Fair. Let's talk about the cure.
It's called Mixed-Member Proportional representation. MMP. And before your eyes glaze over — bear with me. This isn't rocket science. It's closer to splitting a restaurant bill fairly, which apparently most of us manage to do without a constitutional crisis.
Under MMP, every voter gets two votes on the same ballot.
Vote one: exactly like today. Pick your local candidate. Whoever gets the most votes in your constituency wins that seat. FPTP, same as always. Your face-to-face, fix-the-drainage-outside-my-house local representative.
Vote two: for a party. Not a person — a party. This is where the system does its actual democratic work.
After the local seats are filled, the Election Commission looks at the total party votes across the country. It calculates what percentage of the legislature each party actually deserves based on that second vote. Then it fills in the gap between what a party deserves and what it won.
Say BJP wins 35% of party votes but scooped up 50% of constituencies in a good wave. Their "deserve" is 35% of total seats. Their constituency haul is too high. So they get very few or no top-up seats from the party list. Meanwhile, BSP gets 4% of party votes but won zero constituencies — as they did in 2014. Under MMP, they'd get 4% of seats filled from a party list. Twenty-some seats. Real representation. Not zero.

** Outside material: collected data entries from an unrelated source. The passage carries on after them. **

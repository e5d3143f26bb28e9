use std::fmt;
use std::path::PathBuf;
use std::str::FromStr;

use serde::{Deserialize, Serialize};

use crate::compute::DevicePreference;
use crate::geometry::{CropAnchor, ShiftDirection};
use crate::transform::{AffineOptions, DeshearOptions};

/// Which representation of the acquisition to write.
#[derive(Clone, Copy, Debug, Default, PartialEq, Eq, Hash, Serialize, Deserialize)]
#[serde(rename_all = "lowercase")]
pub enum View {
    /// Assembled but uncorrected.
    Raw,
    /// Integer-shift deshear.
    #[default]
    Native,
    /// Cubic-resampled deshear, optionally rotated.
    Traditional,
}

impl View {
    pub fn as_str(&self) -> &'static str {
        match self {
            Self::Raw => "raw",
            Self::Native => "native",
            Self::Traditional => "traditional",
        }
    }
}

impl fmt::Display for View {
    fn fmt(&self, f: &mut fmt::Formatter<'_>) -> fmt::Result {
        f.write_str(self.as_str())
    }
}

impl FromStr for View {
    type Err = String;

    fn from_str(s: &str) -> Result<Self, Self::Err> {
        match s.to_ascii_lowercase().as_str() {
            "raw" => Ok(Self::Raw),
            "native" => Ok(Self::Native),
            "traditional" => Ok(Self::Traditional),
            other => Err(format!(
                "unknown view '{other}' (expected raw, native or traditional)"
            )),
        }
    }
}

#[derive(Clone, Copy, Debug, Default, PartialEq, Eq, Serialize, Deserialize)]
#[serde(rename_all = "lowercase")]
pub enum MemoryStrategy {
    /// Stream when the raw volume exceeds `LOW_MEMORY_THRESHOLD_BYTES`.
    #[default]
    Auto,
    /// Assemble the whole acquisition in memory, then transform it.
    Eager,
    /// Transform buffer by buffer straight into the mapped output file.
    Streaming,
}

impl fmt::Display for MemoryStrategy {
    fn fmt(&self, f: &mut fmt::Formatter<'_>) -> fmt::Result {
        match self {
            Self::Auto => write!(f, "Auto"),
            Self::Eager => write!(f, "Eager"),
            Self::Streaming => write!(f, "Streaming"),
        }
    }
}

fn default_output_dir() -> PathBuf {
    PathBuf::from(".")
}

#[derive(Clone, Debug, PartialEq, Serialize, Deserialize)]
pub struct PipelineConfig {
    /// Acquisition directory holding `data/` and `metadata/`. Config files
    /// may omit it when the command line supplies the directory.
    #[serde(default)]
    pub input: PathBuf,
    #[serde(default = "default_output_dir")]
    pub output_dir: PathBuf,
    /// Output file stem. Defaults to the input directory name.
    #[serde(default)]
    pub name: Option<String>,
    #[serde(default)]
    pub view: View,
    /// Rotate the traditional view into the sample frame.
    #[serde(default)]
    pub rotate: bool,
    /// Light-sheet tilt in degrees. Falls back to the sidecar `tilt`, then 30°.
    #[serde(default)]
    pub tilt_deg: Option<f64>,
    #[serde(default)]
    pub direction: ShiftDirection,
    #[serde(default)]
    pub crop_anchor: CropAnchor,
    #[serde(default)]
    pub device: DevicePreference,
    #[serde(default)]
    pub memory: MemoryStrategy,
    /// Write BigTIFF even when the output would fit classic TIFF.
    #[serde(default)]
    pub force_bigtiff: bool,
    /// Also save a max-intensity projection per channel next to the output.
    #[serde(default)]
    pub preview: bool,
}

impl PipelineConfig {
    pub fn new(input: impl Into<PathBuf>) -> Self {
        Self {
            input: input.into(),
            output_dir: default_output_dir(),
            name: None,
            view: View::default(),
            rotate: false,
            tilt_deg: None,
            direction: ShiftDirection::default(),
            crop_anchor: CropAnchor::default(),
            device: DevicePreference::default(),
            memory: MemoryStrategy::default(),
            force_bigtiff: false,
            preview: false,
        }
    }

    /// Output file stem.
    pub fn acquisition_name(&self) -> String {
        if let Some(name) = &self.name {
            return name.clone();
        }
        self.input
            .canonicalize()
            .ok()
            .as_deref()
            .unwrap_or(self.input.as_path())
            .file_name()
            .map(|n| n.to_string_lossy().into_owned())
            .unwrap_or_else(|| "acquisition".into())
    }

    /// `<output_dir>/<name>-<view>.tif`
    pub fn output_path(&self) -> PathBuf {
        self.output_dir
            .join(format!("{}-{}.tif", self.acquisition_name(), self.view))
    }

    /// Path of the projection preview for channel `c`.
    pub fn preview_path(&self, c: usize) -> PathBuf {
        self.output_dir.join(format!(
            "{}-{}-c{c}.png",
            self.acquisition_name(),
            self.view
        ))
    }

    pub fn tilt_rad(&self) -> Option<f64> {
        self.tilt_deg.map(f64::to_radians)
    }

    pub fn deshear_options(&self) -> DeshearOptions {
        DeshearOptions {
            direction: self.direction,
        }
    }

    pub fn affine_options(&self) -> AffineOptions {
        AffineOptions {
            rotate: self.rotate,
            direction: self.direction,
            crop_anchor: self.crop_anchor,
        }
    }
}
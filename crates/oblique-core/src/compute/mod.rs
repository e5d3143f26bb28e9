mod backend;
pub mod cpu;
#[cfg(feature = "gpu")]
pub mod wgpu_backend;

pub use backend::{create_backend, ComputeBackend, DevicePreference};
use console::Style;
use oblique_core::pipeline::{AcquisitionOutcome, PipelineConfig, PipelineReport, View};

struct Styles {
    title: Style,
    header: Style,
    label: Style,
    value: Style,
    method: Style,
    disabled: Style,
    path: Style,
    ok: Style,
    failed: Style,
}

impl Styles {
    fn new() -> Self {
        Self {
            title: Style::new().cyan().bold(),
            header: Style::new().cyan().bold(),
            label: Style::new().dim(),
            value: Style::new().bold().white(),
            method: Style::new().green(),
            disabled: Style::new().dim().yellow(),
            path: Style::new().underlined(),
            ok: Style::new().green().bold(),
            failed: Style::new().red().bold(),
        }
    }
}

pub fn print_run_summary(config: &PipelineConfig, device_name: &str) {
    let s = Styles::new();

    println!();
    println!("  {}", s.title.apply_to("Oblique Pipeline"));
    println!("  {}", s.title.apply_to("\u{2550}".repeat(16)));
    println!();

    println!(
        "  {:<14}{}",
        s.label.apply_to("Input"),
        s.path.apply_to(config.input.display())
    );
    println!(
        "  {:<14}{}",
        s.label.apply_to("Output"),
        s.path.apply_to(config.output_path().display())
    );
    println!(
        "  {:<14}{}",
        s.label.apply_to("Device"),
        s.method.apply_to(device_name)
    );
    println!(
        "  {:<14}{}",
        s.label.apply_to("Memory"),
        s.value.apply_to(config.memory)
    );
    println!();

    println!("  {}", s.header.apply_to("Geometry"));
    println!(
        "    {:<12}{}",
        s.label.apply_to("View"),
        s.method.apply_to(config.view)
    );
    if config.view != View::Raw {
        match config.tilt_deg {
            Some(tilt) => println!(
                "    {:<12}{}",
                s.label.apply_to("Tilt"),
                s.value.apply_to(format!("{tilt} deg"))
            ),
            None => println!(
                "    {:<12}{}",
                s.label.apply_to("Tilt"),
                s.disabled.apply_to("from metadata")
            ),
        }
        println!(
            "    {:<12}{}",
            s.label.apply_to("Direction"),
            s.value.apply_to(format!("{:?}", config.direction))
        );
    }
    if config.view == View::Traditional {
        if config.rotate {
            println!(
                "    {:<12}{}",
                s.label.apply_to("Rotate"),
                s.value.apply_to(format!("crop {:?}", config.crop_anchor))
            );
        } else {
            println!(
                "    {:<12}{}",
                s.label.apply_to("Rotate"),
                s.disabled.apply_to("disabled")
            );
        }
    }
    println!();
}

pub fn print_report(report: &PipelineReport) {
    let s = Styles::new();
    println!();
    println!(
        "  {:<14}{}",
        s.label.apply_to("Input shape"),
        s.value.apply_to(report.input_shape)
    );
    println!(
        "  {:<14}{}",
        s.label.apply_to("Output shape"),
        s.value.apply_to(report.output_shape)
    );
    println!(
        "  {:<14}{}",
        s.label.apply_to("Mode"),
        s.value.apply_to(if report.streamed { "streamed" } else { "in memory" })
    );
    println!(
        "  {:<14}{}",
        s.label.apply_to("Elapsed"),
        s.value.apply_to(format!("{:.1} s", report.elapsed.as_secs_f64()))
    );
    println!();
    println!("Output saved to {}", s.path.apply_to(report.output.display()));
}

pub fn print_batch_summary(outcomes: &[AcquisitionOutcome], total: usize) {
    let s = Styles::new();
    println!();
    println!("  {}", s.header.apply_to("Batch"));
    for outcome in outcomes {
        match &outcome.result {
            Ok(report) => println!(
                "    {} {} -> {}",
                s.ok.apply_to("ok    "),
                outcome.input.display(),
                s.path.apply_to(report.output.display())
            ),
            Err(e) => println!(
                "    {} {}: {e}",
                s.failed.apply_to("failed"),
                outcome.input.display()
            ),
        }
    }
    if outcomes.len() < total {
        println!(
            "    {}",
            s.disabled
                .apply_to(format!("{} not started", total - outcomes.len()))
        );
    }
    println!();
}
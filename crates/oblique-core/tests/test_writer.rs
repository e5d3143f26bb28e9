mod common;

use std::fs;

use approx::assert_relative_eq;
use ndarray::{Array3, Array4, Array5};
use tempfile::TempDir;

use common::AcquisitionLayout;
use oblique_core::acquisition::AcquisitionMetadata;
use oblique_core::calibration::Calibration;
use oblique_core::io::{
    allocate_with, incomplete_marker, parse_metadata, read_volume, write, write_array,
    WriterOptions,
};
use oblique_core::{ErrorKind, ObliqueError, Pixel, Volume, VolumeShape};

fn ramp<T: Pixel>(shape: VolumeShape) -> Volume<T> {
    Volume::from_array(Array5::from_shape_fn(shape.as_tuple(), |(t, c, z, y, x)| {
        T::from_f32(((t * 37 + c * 19 + z * 7 + y * 3 + x) % 250) as f32)
    }))
}

fn round_trip<T: Pixel>(shape: VolumeShape) {
    let dir = TempDir::new().unwrap();
    let path = dir.path().join("out.tif");
    let volume = ramp::<T>(shape);
    let expected = volume.view().to_owned();

    let written = write(&path, volume, &Calibration::default()).unwrap();
    assert_eq!(written, path);
    assert!(!incomplete_marker(&path).exists());

    let (read, _) = read_volume::<T>(&path).unwrap();
    assert_eq!(read.shape(), shape);
    assert_eq!(read.view(), expected.view());
}

#[test]
fn test_u16_round_trip() {
    round_trip::<u16>(VolumeShape::new(3, 2, 4, 5, 6));
}

#[test]
fn test_u8_round_trip() {
    round_trip::<u8>(VolumeShape::new(2, 1, 3, 7, 5));
}

#[test]
fn test_f32_round_trip() {
    round_trip::<f32>(VolumeShape::new(1, 3, 2, 4, 4));
}

#[test]
fn test_single_plane_round_trip() {
    round_trip::<u16>(VolumeShape::new(1, 1, 1, 9, 9));
}

#[test]
fn test_calibration_from_acquisition_metadata() {
    let dir = TempDir::new().unwrap();
    let path = dir.path().join("cal.tif");
    let layout = AcquisitionLayout {
        channels: vec!["488", "561"],
        ..Default::default()
    };
    let meta = AcquisitionMetadata::from_map(parse_metadata(&layout.sidecar()).unwrap()).unwrap();
    let calibration = Calibration::from_metadata(&meta);

    write(&path, ramp::<u16>(VolumeShape::new(2, 2, 3, 4, 4)), &calibration).unwrap();
    let (_, read) = read_volume::<u16>(&path).unwrap();

    assert_relative_eq!(read.pixel_size_um, 0.1154, epsilon = 1e-5);
    assert_relative_eq!(
        read.z_step_um,
        0.1154 * layout.voxel_aspect_ratio(),
        epsilon = 1e-9
    );
    assert_relative_eq!(read.frame_interval_s, 0.75, epsilon = 1e-9);
    assert_eq!(read.description, "synthetic acquisition");
    assert_eq!(read.channel_labels, vec!["488", "561"]);
    assert_eq!(read.metadata.get("slices_per_volume").map(String::as_str), Some("5"));
}

#[test]
fn test_forced_bigtiff_is_readable() {
    let dir = TempDir::new().unwrap();
    let path = dir.path().join("big.tif");
    let shape = VolumeShape::new(2, 1, 3, 4, 5);
    let source = ramp::<u16>(shape);

    let mut target = allocate_with::<u16>(
        &path,
        shape,
        &Calibration::default(),
        &WriterOptions {
            force_bigtiff: true,
        },
    )
    .unwrap();
    target.view_mut().assign(&source.view());
    target.finish().unwrap();

    let header = fs::read(&path).unwrap();
    // BigTIFF version number.
    assert_eq!(&header[2..4], &43u16.to_le_bytes());
    let (read, _) = read_volume::<u16>(&path).unwrap();
    assert_eq!(read.view(), source.view());
}

#[test]
fn test_writing_mapped_volume_elsewhere_completes_both_files() {
    let dir = TempDir::new().unwrap();
    let staging = dir.path().join("staging.tif");
    let path = dir.path().join("copy.tif");
    let shape = VolumeShape::new(1, 2, 3, 4, 5);
    let source = ramp::<u16>(shape);

    let mut mapped = allocate_with::<u16>(
        &staging,
        shape,
        &Calibration::default(),
        &WriterOptions::default(),
    )
    .unwrap();
    mapped.view_mut().assign(&source.view());
    assert!(incomplete_marker(&staging).exists());

    write(&path, mapped, &Calibration::default()).unwrap();
    assert!(!incomplete_marker(&staging).exists());
    assert!(!incomplete_marker(&path).exists());

    let (copy, _) = read_volume::<u16>(&path).unwrap();
    let (original, _) = read_volume::<u16>(&staging).unwrap();
    assert_eq!(copy.view(), source.view());
    assert_eq!(original.view(), source.view());
}

#[test]
fn test_write_array_promotes_lower_ranks() {
    let dir = TempDir::new().unwrap();

    let zyx = Array3::<u16>::from_shape_fn((3, 4, 5), |(z, y, x)| (z * 100 + y * 10 + x) as u16);
    let path = dir.path().join("zyx.tif");
    write_array(&path, zyx.view().into_dyn(), &Calibration::default()).unwrap();
    let (read, _) = read_volume::<u16>(&path).unwrap();
    assert_eq!(read.shape(), VolumeShape::new(1, 1, 3, 4, 5));
    assert_eq!(read.view()[[0, 0, 2, 3, 4]], 234);

    let tzyx = Array4::<u8>::from_shape_fn((2, 3, 2, 2), |(t, z, _, _)| (t * 10 + z) as u8);
    let path = dir.path().join("tzyx.tif");
    write_array(&path, tzyx.view().into_dyn(), &Calibration::default()).unwrap();
    let (read, _) = read_volume::<u8>(&path).unwrap();
    assert_eq!(read.shape(), VolumeShape::new(2, 1, 3, 2, 2));
    assert_eq!(read.view()[[1, 0, 2, 1, 1]], 12);
}

#[test]
fn test_write_array_rejects_other_ranks() {
    let dir = TempDir::new().unwrap();
    let plane = ndarray::Array2::<u16>::zeros((4, 4));
    let err = write_array(
        &dir.path().join("plane.tif"),
        plane.view().into_dyn(),
        &Calibration::default(),
    )
    .unwrap_err();
    assert!(matches!(err, ObliqueError::UnsupportedShape { ndim: 2 }));
}

#[test]
fn test_unwritable_destination_is_output_error() {
    let dir = TempDir::new().unwrap();
    let path = dir.path().join("missing").join("out.tif");
    let err = write(&path, ramp::<u16>(VolumeShape::new(1, 1, 1, 2, 2)), &Calibration::default())
        .unwrap_err();
    assert_eq!(err.kind(), ErrorKind::OutputIo);
}

#[test]
fn test_unfinished_volume_keeps_marker() {
    let dir = TempDir::new().unwrap();
    let path = dir.path().join("partial.tif");
    {
        let mut target = allocate_with::<u16>(
            &path,
            VolumeShape::new(2, 1, 1, 2, 2),
            &Calibration::default(),
            &WriterOptions::default(),
        )
        .unwrap();
        target.view_mut().fill(5);
        target.flush_timepoints(0, 1).unwrap();
    }
    assert!(path.exists());
    assert!(incomplete_marker(&path).exists());
}
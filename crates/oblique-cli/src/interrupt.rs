use anyhow::{Context, Result};
use oblique_core::pipeline::CancellationToken;
use tracing::warn;

/// Exit status after a second interrupt (128 + SIGINT).
const FORCED_EXIT_CODE: i32 = 130;

/// A token cancelled by the first Ctrl-C. Running stages stop at their next
/// checkpoint and partial outputs keep their `.incomplete` marker. A second
/// Ctrl-C exits immediately.
pub fn cancel_on_ctrl_c() -> Result<CancellationToken> {
    let token = CancellationToken::new();
    let handler_token = token.clone();
    ctrlc::set_handler(move || {
        if !interrupt(&handler_token) {
            std::process::exit(FORCED_EXIT_CODE);
        }
    })
    .context("Failed to install Ctrl-C handler")?;
    Ok(token)
}

/// Cancel `token`. Returns false if it was already cancelled.
fn interrupt(token: &CancellationToken) -> bool {
    if token.is_cancelled() {
        return false;
    }
    warn!("Interrupted, stopping at the next buffer or timepoint");
    eprintln!("Interrupted, finishing the current step (Ctrl-C again to abort)");
    token.cancel();
    true
}
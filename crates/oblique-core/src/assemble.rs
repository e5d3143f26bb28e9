use ndarray::{s, ArrayViewMut5};
use tracing::{debug, info};

use crate::acquisition::AcquisitionIndex;
use crate::consts::TIMING_ROWS;
use crate::error::{ObliqueError, Result};
use crate::io::buffer::BufferReader;
use crate::pipeline::{CancellationToken, NoOpReporter, PipelineStage, ProgressReporter};
use crate::pixel::Pixel;
use crate::volume::Volume;

/// Where an assembled volume is written.
pub enum OutputTarget<T: Pixel> {
    /// A new heap volume.
    InMemory,
    /// A pre-allocated file-backed volume with the index's shape.
    File(Volume<T>),
}

/// Assemble every buffer of an acquisition into one (t, c, z, y, x) volume.
pub fn assemble<T: Pixel>(index: &AcquisitionIndex, target: OutputTarget<T>) -> Result<Volume<T>> {
    assemble_with(index, target, &NoOpReporter, &CancellationToken::new())
}

/// [`assemble`] with progress reporting and cancellation.
///
/// Buffers are decoded one page at a time, in time order. File-backed
/// targets are flushed after each buffer, so at most one buffer of work is
/// lost if the process dies.
pub fn assemble_with<T: Pixel>(
    index: &AcquisitionIndex,
    target: OutputTarget<T>,
    reporter: &dyn ProgressReporter,
    cancel: &CancellationToken,
) -> Result<Volume<T>> {
    check_pixel_type::<T>(index)?;
    let shape = index.shape();
    let mut volume = match target {
        OutputTarget::InMemory => Volume::zeros(shape),
        OutputTarget::File(volume) => {
            if volume.shape() != shape {
                return Err(ObliqueError::ShapeMismatch {
                    path: volume.path().map(|p| p.to_path_buf()).unwrap_or_default(),
                    expected: shape.dims().to_vec(),
                    found: volume.shape().dims().to_vec(),
                });
            }
            volume
        }
    };

    let total = index.buffers().len();
    info!(buffers = total, shape = %shape, file_backed = volume.is_file_backed(), "Assembling volume");
    reporter.begin_stage(PipelineStage::Assembling, Some(total));
    for buffer_index in 0..total {
        cancel.check(buffer_index, total)?;
        let range = index.time_range(buffer_index);
        {
            let mut view = volume.view_mut();
            let slab = view.slice_mut(s![range.clone(), .., .., .., ..]);
            read_buffer_into(index, buffer_index, slab)?;
        }
        volume.flush_timepoints(range.start, range.end)?;
        reporter.advance(buffer_index + 1);
    }
    reporter.finish_stage();
    Ok(volume)
}

/// Assemble a single buffer into a heap volume of shape
/// (volumes_per_buffer, c, z, y, x).
pub fn assemble_buffer<T: Pixel>(index: &AcquisitionIndex, buffer_index: usize) -> Result<Volume<T>> {
    check_pixel_type::<T>(index)?;
    let mut volume = Volume::zeros(index.buffer_shape());
    read_buffer_into(index, buffer_index, volume.view_mut())?;
    Ok(volume)
}

fn check_pixel_type<T: Pixel>(index: &AcquisitionIndex) -> Result<()> {
    if T::PIXEL_TYPE != index.pixel_type() {
        return Err(ObliqueError::DtypeMismatch {
            path: index.buffers().first().cloned().unwrap_or_default(),
            expected: T::PIXEL_TYPE,
            found: index.pixel_type(),
        });
    }
    Ok(())
}

/// Decode buffer `buffer_index` into `out`, which covers that buffer's
/// timepoints. Raw pages are ordered (t, z, c) with channels innermost.
fn read_buffer_into<T: Pixel>(
    index: &AcquisitionIndex,
    buffer_index: usize,
    mut out: ArrayViewMut5<'_, T>,
) -> Result<()> {
    let path = &index.buffers()[buffer_index];
    let mut reader = BufferReader::open(path)?;
    if reader.pixel_type() != index.pixel_type() {
        return Err(ObliqueError::DtypeMismatch {
            path: path.clone(),
            expected: index.pixel_type(),
            found: reader.pixel_type(),
        });
    }
    if reader.frame_shape() != index.frame_shape() {
        let (expected, found) = (index.frame_shape(), reader.frame_shape());
        return Err(ObliqueError::ShapeMismatch {
            path: path.clone(),
            expected: vec![expected.0, expected.1],
            found: vec![found.0, found.1],
        });
    }

    let (vpb, channels, depth, _, _) = out.dim();
    let pages = index.pages_per_buffer();
    for t in 0..vpb {
        for z in 0..depth {
            for c in 0..channels {
                let page = reader.require_page::<T>(pages)?;
                out.slice_mut(s![t, c, z, .., ..])
                    .assign(&page.slice(s![TIMING_ROWS.., ..]));
            }
        }
    }
    debug!(buffer = buffer_index, path = %path.display(), pages, "Assembled buffer");
    Ok(())
}
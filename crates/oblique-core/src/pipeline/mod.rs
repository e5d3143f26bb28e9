mod batch;
pub mod config;
mod orchestrator;
mod types;

pub use batch::{run_batch, AcquisitionOutcome};
pub use config::{MemoryStrategy, PipelineConfig, View};
pub use orchestrator::{run_pipeline, run_pipeline_simple};
pub use types::{CancellationToken, NoOpReporter, PipelineReport, PipelineStage, ProgressReporter};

That's it. That's the mechanism. You vote for your local person and your preferred party separately. The second vote makes the overall result proportional.
The obvious question: why not just allocate seats by party vote and skip the local representative entirely?
Because that has problems too. Purely proportional systems — where the party decides who gets in from a closed ranked list — hand enormous power to party bosses. Whoever sits at the top of the list gets in, regardless of what voters think of them as individuals. That's how you end up with dynastic appointments dressed up as democratic mandates. India's "High Command" culture is bad enough already; a pure list system would make it worse.
MMP keeps your local MP. Your constituency still matters. You still elect a specific person you can write to, shout at, blame at the next election. But the composition of Parliament — the final seat count — is anchored to actual vote shares.
Your local vote picks your representative. Your party vote decides the balance of power. Both votes count. Neither is wasted.
Let's run the numbers on what a hypothetical MMP version of 2014 might have produced, roughly.
BJP's party vote share: ~31%. In a 543-seat Parliament, that's about 170 seats — not 282. They'd still be the largest single party by a wide margin. Still form the government, probably. But as a coalition or minority government, not a one-party absolute majority on a third of the vote.
Congress: ~19% → about 103 seats instead of 44. They'd have been a proper opposition, probably the largest opposition bloc, able to mount actual challenges on the floor.
BSP: ~4% → about 22 seats instead of zero. Twenty-two million voters no longer erased from the record.
Regional parties and smaller outfits: represented roughly in line with how many people actually voted for them.
Nobody gets a blank cheque. Nobody gets a mathematical coup on 31% of the vote. The 300 million wasted votes? Most of them count now, redirected through party lists into actual seats.
I know. This is the objection everyone wheels out. "MMP forces coalition governments. Coalitions are unstable. Unstable governments mean policy paralysis. Better to have one strong government that can actually govern."
Look at Germany. MMP since 1949. Chancellor serving full terms, long-term infrastructure investment, stable economy, functioning welfare state. Coalition governments that last their full terms more often than not. Nobody is cowering in fear because the Free Democrats are in coalition with the CDU.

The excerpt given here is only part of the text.